All lines below containing the string "Deserialize" are to be copied.

Dataset entries:
Start of Block

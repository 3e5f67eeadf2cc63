//! Structured logging for fitplan
//!
//! Pretty, JSON or compact console output with an optional JSON log file.

use serde::{Deserialize, Serialize};
use std::fs;
use std::path::{Path, PathBuf};
use tracing::Level;
use tracing_subscriber::{
    fmt,
    layer::SubscriberExt,
    util::SubscriberInitExt,
    EnvFilter, Layer,
};

/// Logging configuration
#[derive(Debug, Clone, PartialEq, Serialize, Deserialize)]
#[serde(default)]
pub struct LogConfig {
    /// Log level (error, warn, info, debug, trace)
    pub level: LogLevel,

    /// Output format (pretty, json, compact)
    pub format: LogFormat,

    /// Log file path (None for console only)
    pub file_path: Option<PathBuf>,
}

impl Default for LogConfig {
    fn default() -> Self {
        Self {
            level: LogLevel::Warn,
            format: LogFormat::Compact,
            file_path: None,
        }
    }
}

impl LogConfig {
    /// Raise the configured level by the number of `-v` flags
    pub fn with_verbosity(mut self, verbose: u8) -> Self {
        let floor = match verbose {
            0 => return self,
            1 => LogLevel::Info,
            2 => LogLevel::Debug,
            _ => LogLevel::Trace,
        };
        if floor.to_tracing_level() > self.level.to_tracing_level() {
            self.level = floor;
        }
        self
    }
}

/// Log level enum
#[derive(Debug, Clone, Copy, PartialEq, Eq, Serialize, Deserialize)]
#[serde(rename_all = "lowercase")]
pub enum LogLevel {
    Error,
    Warn,
    Info,
    Debug,
    Trace,
}

impl LogLevel {
    pub fn to_tracing_level(&self) -> Level {
        match self {
            LogLevel::Error => Level::ERROR,
            LogLevel::Warn => Level::WARN,
            LogLevel::Info => Level::INFO,
            LogLevel::Debug => Level::DEBUG,
            LogLevel::Trace => Level::TRACE,
        }
    }

    pub fn to_filter(&self) -> String {
        match self {
            LogLevel::Error => "error",
            LogLevel::Warn => "warn",
            LogLevel::Info => "info",
            LogLevel::Debug => "debug",
            LogLevel::Trace => "trace",
        }
        .to_string()
    }
}

impl std::str::FromStr for LogLevel {
    type Err = String;

    fn from_str(s: &str) -> Result<Self, Self::Err> {
        match s.to_lowercase().as_str() {
            "error" => Ok(LogLevel::Error),
            "warn" | "warning" => Ok(LogLevel::Warn),
            "info" => Ok(LogLevel::Info),
            "debug" => Ok(LogLevel::Debug),
            "trace" => Ok(LogLevel::Trace),
            _ => Err(format!("Invalid log level: {}", s)),
        }
    }
}

/// Log output format
#[derive(Debug, Clone, Copy, PartialEq, Eq, Serialize, Deserialize)]
#[serde(rename_all = "lowercase")]
pub enum LogFormat {
    /// Human-readable format with colors
    Pretty,
    /// JSON format for structured log collection
    Json,
    /// Compact single-line format
    Compact,
}

impl std::str::FromStr for LogFormat {
    type Err = String;

    fn from_str(s: &str) -> Result<Self, Self::Err> {
        match s.to_lowercase().as_str() {
            "pretty" => Ok(LogFormat::Pretty),
            "json" => Ok(LogFormat::Json),
            "compact" => Ok(LogFormat::Compact),
            _ => Err(format!("Invalid log format: {}", s)),
        }
    }
}

/// Split a configured log file path into the directory and file name prefix
/// the daily roller writes to
fn rolling_target(path: &Path) -> anyhow::Result<(PathBuf, String)> {
    let prefix = path
        .file_name()
        .and_then(|n| n.to_str())
        .ok_or_else(|| anyhow::anyhow!("Log file path has no file name: {}", path.display()))?;

    let dir = match path.parent() {
        Some(parent) if !parent.as_os_str().is_empty() => parent.to_path_buf(),
        _ => PathBuf::from("."),
    };

    Ok((dir, prefix.to_string()))
}

/// Initialize the logging system
///
/// `RUST_LOG` takes precedence over the configured level. Console output
/// goes to stderr so command output on stdout stays machine-readable. The
/// optional log file is always JSON and rolls daily.
pub fn init_logging(config: &LogConfig) -> anyhow::Result<()> {
    let filter = EnvFilter::try_from_default_env().unwrap_or_else(|_| {
        EnvFilter::new(format!("fitplan={}", config.level.to_filter()))
    });

    let console_layer = match config.format {
        LogFormat::Pretty => fmt::layer().pretty().with_writer(std::io::stderr).boxed(),
        LogFormat::Json => fmt::layer().json().with_writer(std::io::stderr).boxed(),
        LogFormat::Compact => fmt::layer()
            .compact()
            .with_writer(std::io::stderr)
            .with_target(false)
            .boxed(),
    };

    let file_layer = match &config.file_path {
        Some(path) => {
            let (dir, prefix) = rolling_target(path)?;
            fs::create_dir_all(&dir)?;
            let appender = tracing_appender::rolling::daily(dir, prefix);
            Some(fmt::layer().json().with_ansi(false).with_writer(appender))
        }
        None => None,
    };

    tracing_subscriber::registry()
        .with(filter)
        .with(console_layer)
        .with(file_layer)
        .try_init()?;

    tracing::debug!(
        level = ?config.level,
        format = ?config.format,
        file = ?config.file_path,
        "Logging initialized"
    );

    Ok(())
}

#[cfg(test)]
mod tests {
    use super::*;

    #[test]
    fn test_log_level_parsing() {
        assert_eq!("info".parse::<LogLevel>().unwrap(), LogLevel::Info);
        assert_eq!("WARNING".parse::<LogLevel>().unwrap(), LogLevel::Warn);
        assert!("loud".parse::<LogLevel>().is_err());
    }

    #[test]
    fn test_log_format_parsing() {
        assert_eq!("json".parse::<LogFormat>().unwrap(), LogFormat::Json);
        assert_eq!("pretty".parse::<LogFormat>().unwrap(), LogFormat::Pretty);
    }

    #[test]
    fn test_verbosity_only_raises_level() {
        let config = LogConfig::default().with_verbosity(2);
        assert_eq!(config.level, LogLevel::Debug);

        let config = LogConfig {
            level: LogLevel::Trace,
            ..LogConfig::default()
        }
        .with_verbosity(1);
        assert_eq!(config.level, LogLevel::Trace);

        assert_eq!(LogConfig::default().with_verbosity(0), LogConfig::default());
    }

    #[test]
    fn test_rolling_target() {
        let (dir, prefix) = rolling_target(Path::new("/var/log/fitplan/fitplan.log")).unwrap();
        assert_eq!(dir, PathBuf::from("/var/log/fitplan"));
        assert_eq!(prefix, "fitplan.log");

        let (dir, prefix) = rolling_target(Path::new("fitplan.log")).unwrap();
        assert_eq!(dir, PathBuf::from("."));
        assert_eq!(prefix, "fitplan.log");

        assert!(rolling_target(Path::new("/")).is_err());
    }
}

End of Block

• Answer to this task
use serde::{Deserialize, Serialize};
#[derive(Debug, Clone, PartialEq, Serialize, Deserialize)]
#[derive(Debug, Clone, Copy, PartialEq, Eq, Serialize, Deserialize)]
#[derive(Debug, Clone, Copy, PartialEq, Eq, Serialize, Deserialize)]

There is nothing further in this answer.